== What you will do ==
Somewhere in the records below is a line containing "pub fn effect()". Copy that line and everything after it through the end, unchanged.

== Data to use ==
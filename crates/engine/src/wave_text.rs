//! Text riding a sine wave with cycling hues.

use std::f64::consts::{FRAC_PI_4, TAU};

use crate::core::{Effect, EffectError, EffectMetadata, Simulation, SimulationEffect, Surface};
use crate::types::{palette, CellStyle, Rgb};

const ID: &str = "wave-text";

#[derive(Debug, Clone, PartialEq)]
pub struct Config {
    pub text: String,
    /// Peak vertical offset in rows.
    pub amplitude: f64,
    /// Wave phase speed in rad/s.
    pub wave_speed: f64,
    /// Hue drift in degrees per second.
    pub color_speed: f64,
    pub fps: u32,
}

impl Default for Config {
    fn default() -> Self {
        Self {
            text: "SymbolMove".to_string(),
            amplitude: 3.0,
            wave_speed: 2.0,
            color_speed: 1.0,
            fps: 30,
        }
    }
}

/// Six 60° hue bands.
pub fn hue_color(hue: f64) -> Rgb {
    match hue.rem_euclid(360.0) as u32 {
        0..=59 => palette::RED,
        60..=119 => palette::YELLOW,
        120..=179 => palette::GREEN,
        180..=239 => palette::LIGHT_BLUE,
        240..=299 => palette::BLUE,
        _ => palette::PURPLE,
    }
}

pub struct WaveText {
    config: Config,
    chars: Vec<char>,
    width: u16,
    height: u16,
    phase: f64,
    hue: f64,
}

impl WaveText {
    pub fn new(width: u16, height: u16, config: Config) -> Self {
        Self {
            chars: config.text.chars().collect(),
            config,
            width,
            height,
            phase: 0.0,
            hue: 0.0,
        }
    }

    /// Row of the `i`-th character.
    pub fn row_of(&self, i: usize) -> i32 {
        let offset = self.config.amplitude * (self.phase + i as f64 * FRAC_PI_4).sin();
        self.height as i32 / 2 + offset as i32
    }
}

impl Simulation for WaveText {
    fn update(&mut self, dt: f64) {
        self.phase += dt * self.config.wave_speed;
        if self.phase > TAU {
            self.phase -= TAU;
        }
        self.hue += dt * self.config.color_speed;
        if self.hue > 360.0 {
            self.hue -= 360.0;
        }
    }

    fn render(&self, surface: &mut dyn Surface) {
        if self.chars.is_empty() {
            return;
        }
        let start = ((self.width as i32 - self.chars.len() as i32) / 2).max(0);
        let hue_step = 360.0 / self.chars.len() as f64;
        for (i, &ch) in self.chars.iter().enumerate() {
            let x = start + i as i32;
            if x >= self.width as i32 {
                break;
            }
            let color = hue_color(self.hue + i as f64 * hue_step);
            surface.set_cell(x, self.row_of(i), ch, CellStyle::fg(color).bold());
        }
    }

    fn resize(&mut self, width: u16, height: u16) {
        self.width = width;
        self.height = height;
    }
}

pub fn metadata() -> EffectMetadata {
    EffectMetadata::new(ID, "波浪文字", "Wave Text")
        .description("文字沿正弦波上下起伏，颜色循环变化", "Text waving along a sine curve with cycling colors")
        .long_description("每个字符按相位差沿正弦曲线上下浮动，颜色沿色相环依次排开并缓慢流转。")
        .tags(&["文字", "波浪", "多彩"])
}

pub fn effect_with(config: Config) -> SimulationEffect<WaveText> {
    SimulationEffect::new(metadata(), config.fps, move |w, h| {
        if w == 0 || h == 0 {
            return Err(EffectError::surface_too_small(w, h, 1, 1));
        }
        Ok(WaveText::new(w, h, config.clone()))
    })
}

pub fn effect() -> Box<dyn Effect> {
    Box::new(effect_with(Config::default()))
}

#[cfg(test)]
mod tests {
    use super::*;
    use crate::core::FrameBuffer;

    #[test]
    fn hue_bands() {
        assert_eq!(hue_color(0.0), palette::RED);
        assert_eq!(hue_color(59.9), palette::RED);
        assert_eq!(hue_color(60.0), palette::YELLOW);
        assert_eq!(hue_color(200.0), palette::LIGHT_BLUE);
        assert_eq!(hue_color(359.0), palette::PURPLE);
        assert_eq!(hue_color(365.0), palette::RED);
    }

    #[test]
    fn every_character_is_drawn_on_its_wave_row() {
        let mut wt = WaveText::new(40, 20, Config::default());
        wt.update(0.4);
        let mut fb = FrameBuffer::new(40, 20);
        wt.render(&mut fb);
        for (i, ch) in "SymbolMove".chars().enumerate() {
            let cell = fb.get(15 + i as i32, wt.row_of(i)).unwrap();
            assert_eq!(cell.ch, ch);
            assert!((7..=13).contains(&wt.row_of(i)));
        }
    }

    #[test]
    fn long_text_is_cut_at_the_edge() {
        let config = Config {
            text: "x".repeat(50),
            ..Config::default()
        };
        let wt = WaveText::new(20, 10, config);
        let mut fb = FrameBuffer::new(20, 10);
        wt.render(&mut fb);
        assert_eq!(fb.count_char('x'), 20);
    }
}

== Output for this task ==
pub fn effect() -> Box<dyn Effect> {
    Box::new(effect_with(Config::default()))
}

#[cfg(test)]
mod tests {
    use super::*;
    use crate::core::FrameBuffer;

    #[test]
    fn hue_bands() {
        assert_eq!(hue_color(0.0), palette::RED);
        assert_eq!(hue_color(59.9), palette::RED);
        assert_eq!(hue_color(60.0), palette::YELLOW);
        assert_eq!(hue_color(200.0), palette::LIGHT_BLUE);
        assert_eq!(hue_color(359.0), palette::PURPLE);
        assert_eq!(hue_color(365.0), palette::RED);
    }

    #[test]
    fn every_character_is_drawn_on_its_wave_row() {
        let mut wt = WaveText::new(40, 20, Config::default());
        wt.update(0.4);
        let mut fb = FrameBuffer::new(40, 20);
        wt.render(&mut fb);
        for (i, ch) in "SymbolMove".chars().enumerate() {
            let cell = fb.get(15 + i as i32, wt.row_of(i)).unwrap();
            assert_eq!(cell.ch, ch);
            assert!((7..=13).contains(&wt.row_of(i)));
        }
    }

    #[test]
    fn long_text_is_cut_at_the_edge() {
        let config = Config {
            text: "x".repeat(50),
            ..Config::default()
        };
        let wt = WaveText::new(20, 10, config);
        let mut fb = FrameBuffer::new(20, 10);
        wt.render(&mut fb);
        assert_eq!(fb.count_char('x'), 20);
    }
}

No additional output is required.